Segment Open
//! # Live Session Transport
//!
//! A live session is a long-lived, bidirectional connection to the conversational
//! backend: encoded microphone audio goes out, synthesized audio, transcription
//! fragments and control signals come back.
//!
//! ## Key Components:
//! - **LiveBackend**: Opens sessions (`connect`), resolving once the backend is ready
//! - **LiveSession**: Cloneable send/close handle; sending never blocks
//! - **ServerMessage**: Everything the backend can push, as one exhaustive enum
//! - **wire**: JSON frame format of the WebSocket backend
//! - **ws_client**: `LiveBackend` over a WebSocket connection

pub mod wire;       // JSON frames exchanged with the backend
pub mod ws_client;  // tokio-tungstenite implementation

use crate::audio::encoder::EncodedMediaChunk;
use crate::error::VoiceError;
use async_trait::async_trait;
use serde::{Deserialize, Serialize};
use std::sync::atomic::{AtomicBool, Ordering};
use std::sync::Arc;
use tokio::sync::mpsc;
use uuid::Uuid;

/// One message pushed by the backend.
///
/// Audio, transcription and control messages can interleave freely within a turn;
/// consumers handle them in arrival order.
#[derive(Debug, Clone, PartialEq)]
pub enum ServerMessage {
    /// Raw little-endian PCM16 at the output rate
    AudioChunk(Vec<u8>),
    /// Transcription of what the user said
    InputTranscriptFragment(String),
    /// Transcription of what the model said
    OutputTranscriptFragment(String),
    TurnComplete,
    /// The user barged in; drop whatever is still queued for playback
    Interrupted,
    /// The backend closed the session
    Closed,
    Error(String),
}

/// What the model should answer with.
#[derive(Debug, Clone, Copy, PartialEq, Eq, Serialize, Deserialize)]
#[serde(rename_all = "UPPERCASE")]
pub enum ResponseModality {
    Audio,
    Text,
}

/// Everything the backend needs to know when a session opens.
#[derive(Debug, Clone, PartialEq)]
pub struct LiveConnectConfig {
    pub response_modality: ResponseModality,
    pub voice_name: String,
    /// System instruction with the persona already filled in
    pub system_instruction: String,
    /// Ask the backend to transcribe the user's audio
    pub input_transcription: bool,
    /// Ask the backend to transcribe its own audio
    pub output_transcription: bool,
}

/// Queued for the connection's writer.
#[derive(Debug, Clone, PartialEq)]
pub enum Outbound {
    Media(EncodedMediaChunk),
    Close,
}

/// Handle to an open session.
///
/// ## Semantics:
/// - `send` enqueues without waiting; chunks leave in call order
/// - After `close` (or after the backend closed), `send` is a silent no-op returning `false`
/// - `close` is idempotent; only the first call reaches the wire
#[derive(Debug, Clone)]
pub struct LiveSession {
    id: Uuid,
    outbound: mpsc::UnboundedSender<Outbound>,
    closed: Arc<AtomicBool>,
}

impl LiveSession {
    /// A session handle plus the queue its writer drains.
    pub fn channel() -> (Self, mpsc::UnboundedReceiver<Outbound>) {
        let (outbound, rx) = mpsc::unbounded_channel();
        let session = Self {
            id: Uuid::new_v4(),
            outbound,
            closed: Arc::new(AtomicBool::new(false)),
        };
        (session, rx)
    }

    pub fn id(&self) -> Uuid {
        self.id
    }

    /// Enqueue one chunk. Returns `false` if the session is already closed.
    pub fn send(&self, chunk: EncodedMediaChunk) -> bool {
        if self.is_closed() {
            return false;
        }
        self.outbound.send(Outbound::Media(chunk)).is_ok()
    }

    /// Close the session. Returns `true` only for the call that actually closed it.
    pub fn close(&self) -> bool {
        if self.closed.swap(true, Ordering::SeqCst) {
            return false;
        }
        // The writer may already be gone; nothing left to tell it then
        let _ = self.outbound.send(Outbound::Close);
        true
    }

    pub fn is_closed(&self) -> bool {
        self.closed.load(Ordering::SeqCst) || self.outbound.is_closed()
    }

    /// Record that the remote side ended the session.
    pub(crate) fn mark_closed(&self) {
        self.closed.store(true, Ordering::SeqCst);
    }
}

/// An open session and the messages it receives.
pub struct LiveConnection {
    pub session: LiveSession,
    pub inbound: mpsc::Receiver<ServerMessage>,
}

/// A conversational backend that can open live sessions.
///
/// `connect` resolves once the backend has acknowledged the setup (the session is
/// "open") and fails if it can't get there.
#[async_trait]
pub trait LiveBackend: Send + Sync {
    async fn connect(&self, model_id: &str, config: &LiveConnectConfig) -> Result<LiveConnection, VoiceError>;
}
Segment Closed
*ASSIGNMENT*. Each line containing the word "VoiceError" needs to be copied from the data above.

*REPLY TO THE EXERCISE*.
use crate::error::VoiceError;
    async fn connect(&self, model_id: &str, config: &LiveConnectConfig) -> Result<LiveConnection, VoiceError>;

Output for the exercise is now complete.